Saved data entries
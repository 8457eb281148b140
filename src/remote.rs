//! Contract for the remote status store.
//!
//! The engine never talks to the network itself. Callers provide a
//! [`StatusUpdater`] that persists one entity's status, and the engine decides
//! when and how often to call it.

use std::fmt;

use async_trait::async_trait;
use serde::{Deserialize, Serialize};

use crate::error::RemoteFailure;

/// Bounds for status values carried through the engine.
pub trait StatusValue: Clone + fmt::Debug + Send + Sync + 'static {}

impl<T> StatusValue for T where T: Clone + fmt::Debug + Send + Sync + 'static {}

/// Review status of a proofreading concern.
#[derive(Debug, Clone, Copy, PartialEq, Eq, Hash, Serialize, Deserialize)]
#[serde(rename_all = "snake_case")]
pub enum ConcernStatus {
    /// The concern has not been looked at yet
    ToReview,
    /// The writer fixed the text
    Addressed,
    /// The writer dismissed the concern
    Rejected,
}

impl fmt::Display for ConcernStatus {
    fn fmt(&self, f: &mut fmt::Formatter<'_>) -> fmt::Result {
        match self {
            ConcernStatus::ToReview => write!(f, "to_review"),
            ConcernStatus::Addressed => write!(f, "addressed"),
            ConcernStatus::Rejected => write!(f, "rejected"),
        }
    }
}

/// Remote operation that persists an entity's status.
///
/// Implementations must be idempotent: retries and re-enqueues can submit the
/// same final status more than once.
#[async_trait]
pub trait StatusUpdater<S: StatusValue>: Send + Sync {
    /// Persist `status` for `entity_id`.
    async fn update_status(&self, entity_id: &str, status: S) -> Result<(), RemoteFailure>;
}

--

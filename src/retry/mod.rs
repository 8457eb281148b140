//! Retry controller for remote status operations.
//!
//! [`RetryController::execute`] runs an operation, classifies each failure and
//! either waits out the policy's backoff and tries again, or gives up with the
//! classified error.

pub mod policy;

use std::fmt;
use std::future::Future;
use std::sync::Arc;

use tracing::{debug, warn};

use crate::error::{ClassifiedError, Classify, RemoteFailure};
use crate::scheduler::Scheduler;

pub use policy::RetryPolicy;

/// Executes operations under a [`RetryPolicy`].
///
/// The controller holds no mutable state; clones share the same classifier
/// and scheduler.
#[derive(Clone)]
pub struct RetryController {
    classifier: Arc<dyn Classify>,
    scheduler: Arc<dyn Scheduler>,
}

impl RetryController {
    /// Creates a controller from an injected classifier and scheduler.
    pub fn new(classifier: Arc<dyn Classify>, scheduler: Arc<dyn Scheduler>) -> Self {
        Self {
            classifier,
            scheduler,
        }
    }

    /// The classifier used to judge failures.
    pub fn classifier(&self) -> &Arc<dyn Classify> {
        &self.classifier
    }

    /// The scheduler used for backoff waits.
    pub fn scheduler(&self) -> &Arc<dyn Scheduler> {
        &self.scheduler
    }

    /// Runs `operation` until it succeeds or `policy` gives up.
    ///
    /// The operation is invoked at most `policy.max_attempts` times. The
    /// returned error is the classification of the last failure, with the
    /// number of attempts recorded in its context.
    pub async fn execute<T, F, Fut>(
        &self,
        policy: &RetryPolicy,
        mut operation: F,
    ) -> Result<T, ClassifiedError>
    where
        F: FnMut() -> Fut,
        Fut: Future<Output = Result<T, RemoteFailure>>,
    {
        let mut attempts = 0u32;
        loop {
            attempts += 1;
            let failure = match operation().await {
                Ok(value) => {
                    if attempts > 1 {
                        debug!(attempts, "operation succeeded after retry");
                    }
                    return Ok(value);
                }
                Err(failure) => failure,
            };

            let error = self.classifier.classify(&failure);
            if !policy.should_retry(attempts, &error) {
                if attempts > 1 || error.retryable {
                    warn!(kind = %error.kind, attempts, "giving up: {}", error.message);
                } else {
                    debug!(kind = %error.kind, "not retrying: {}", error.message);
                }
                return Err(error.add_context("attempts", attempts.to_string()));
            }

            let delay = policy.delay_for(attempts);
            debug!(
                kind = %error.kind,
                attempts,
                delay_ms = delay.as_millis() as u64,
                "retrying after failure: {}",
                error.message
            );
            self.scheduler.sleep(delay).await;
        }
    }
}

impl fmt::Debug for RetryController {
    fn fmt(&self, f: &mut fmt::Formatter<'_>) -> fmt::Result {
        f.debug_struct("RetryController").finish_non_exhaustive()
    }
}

* * *

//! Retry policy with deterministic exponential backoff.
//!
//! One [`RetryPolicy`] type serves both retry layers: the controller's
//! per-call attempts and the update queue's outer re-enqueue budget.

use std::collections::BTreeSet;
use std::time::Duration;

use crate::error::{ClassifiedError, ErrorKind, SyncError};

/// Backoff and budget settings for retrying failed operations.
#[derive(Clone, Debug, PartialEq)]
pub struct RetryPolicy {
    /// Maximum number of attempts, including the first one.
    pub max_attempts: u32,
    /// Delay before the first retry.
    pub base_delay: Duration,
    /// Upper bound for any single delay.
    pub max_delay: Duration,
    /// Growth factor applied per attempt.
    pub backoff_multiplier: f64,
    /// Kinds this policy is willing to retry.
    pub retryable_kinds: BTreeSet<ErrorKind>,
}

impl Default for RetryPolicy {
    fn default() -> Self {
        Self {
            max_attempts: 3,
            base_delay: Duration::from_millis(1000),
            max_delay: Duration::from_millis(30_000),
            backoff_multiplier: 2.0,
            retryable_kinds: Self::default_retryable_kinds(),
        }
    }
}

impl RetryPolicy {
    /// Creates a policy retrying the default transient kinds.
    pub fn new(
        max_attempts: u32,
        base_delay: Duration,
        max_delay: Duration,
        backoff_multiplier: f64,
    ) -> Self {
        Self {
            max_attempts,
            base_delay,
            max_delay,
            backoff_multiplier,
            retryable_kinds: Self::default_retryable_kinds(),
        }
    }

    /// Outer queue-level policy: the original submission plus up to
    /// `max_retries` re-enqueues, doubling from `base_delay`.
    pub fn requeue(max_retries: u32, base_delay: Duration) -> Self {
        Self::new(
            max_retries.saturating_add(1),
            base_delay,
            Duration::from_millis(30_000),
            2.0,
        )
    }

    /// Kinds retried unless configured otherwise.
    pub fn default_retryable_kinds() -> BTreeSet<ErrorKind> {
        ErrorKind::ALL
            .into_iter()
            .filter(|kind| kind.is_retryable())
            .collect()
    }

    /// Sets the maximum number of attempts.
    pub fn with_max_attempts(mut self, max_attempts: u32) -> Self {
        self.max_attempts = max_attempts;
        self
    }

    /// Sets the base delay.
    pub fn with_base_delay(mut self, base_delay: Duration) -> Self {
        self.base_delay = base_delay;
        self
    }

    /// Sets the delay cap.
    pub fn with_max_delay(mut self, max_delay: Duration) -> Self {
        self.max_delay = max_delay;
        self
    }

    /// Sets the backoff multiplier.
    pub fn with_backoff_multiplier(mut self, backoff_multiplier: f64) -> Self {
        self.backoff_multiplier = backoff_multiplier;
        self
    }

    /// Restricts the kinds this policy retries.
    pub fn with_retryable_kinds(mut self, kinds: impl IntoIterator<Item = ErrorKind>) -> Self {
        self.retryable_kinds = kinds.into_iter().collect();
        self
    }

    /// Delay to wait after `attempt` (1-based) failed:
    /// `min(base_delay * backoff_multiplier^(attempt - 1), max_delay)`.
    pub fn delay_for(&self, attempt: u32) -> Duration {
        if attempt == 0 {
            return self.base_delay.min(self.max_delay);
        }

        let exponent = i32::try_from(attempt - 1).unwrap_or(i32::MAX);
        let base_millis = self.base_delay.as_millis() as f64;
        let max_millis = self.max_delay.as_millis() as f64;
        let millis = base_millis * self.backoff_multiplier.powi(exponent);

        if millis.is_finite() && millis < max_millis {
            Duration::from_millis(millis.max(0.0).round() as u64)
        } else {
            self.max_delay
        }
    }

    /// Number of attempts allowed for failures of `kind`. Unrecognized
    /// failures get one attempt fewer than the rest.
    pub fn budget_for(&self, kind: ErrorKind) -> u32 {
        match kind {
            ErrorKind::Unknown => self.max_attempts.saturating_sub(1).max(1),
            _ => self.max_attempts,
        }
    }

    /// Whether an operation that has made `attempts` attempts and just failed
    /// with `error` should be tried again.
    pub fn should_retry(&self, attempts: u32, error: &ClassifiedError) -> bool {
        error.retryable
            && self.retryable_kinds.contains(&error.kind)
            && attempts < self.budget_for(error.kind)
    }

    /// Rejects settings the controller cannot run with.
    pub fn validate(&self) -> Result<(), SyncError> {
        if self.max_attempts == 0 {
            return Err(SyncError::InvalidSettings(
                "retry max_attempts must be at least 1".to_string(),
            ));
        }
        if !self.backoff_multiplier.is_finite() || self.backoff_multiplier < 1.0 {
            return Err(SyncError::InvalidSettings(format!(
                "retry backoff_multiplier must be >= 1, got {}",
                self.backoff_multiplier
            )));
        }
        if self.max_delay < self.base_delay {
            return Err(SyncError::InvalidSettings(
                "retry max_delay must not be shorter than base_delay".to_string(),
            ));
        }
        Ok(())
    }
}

_WORK TASK_
Copy out each line of the records where the string "Send" appears.

_EXERCISE SOLUTION_
pub trait StatusValue: Clone + fmt::Debug + Send + Sync + 'static {}
impl<T> StatusValue for T where T: Clone + fmt::Debug + Send + Sync + 'static {}
pub trait StatusUpdater<S: StatusValue>: Send + Sync {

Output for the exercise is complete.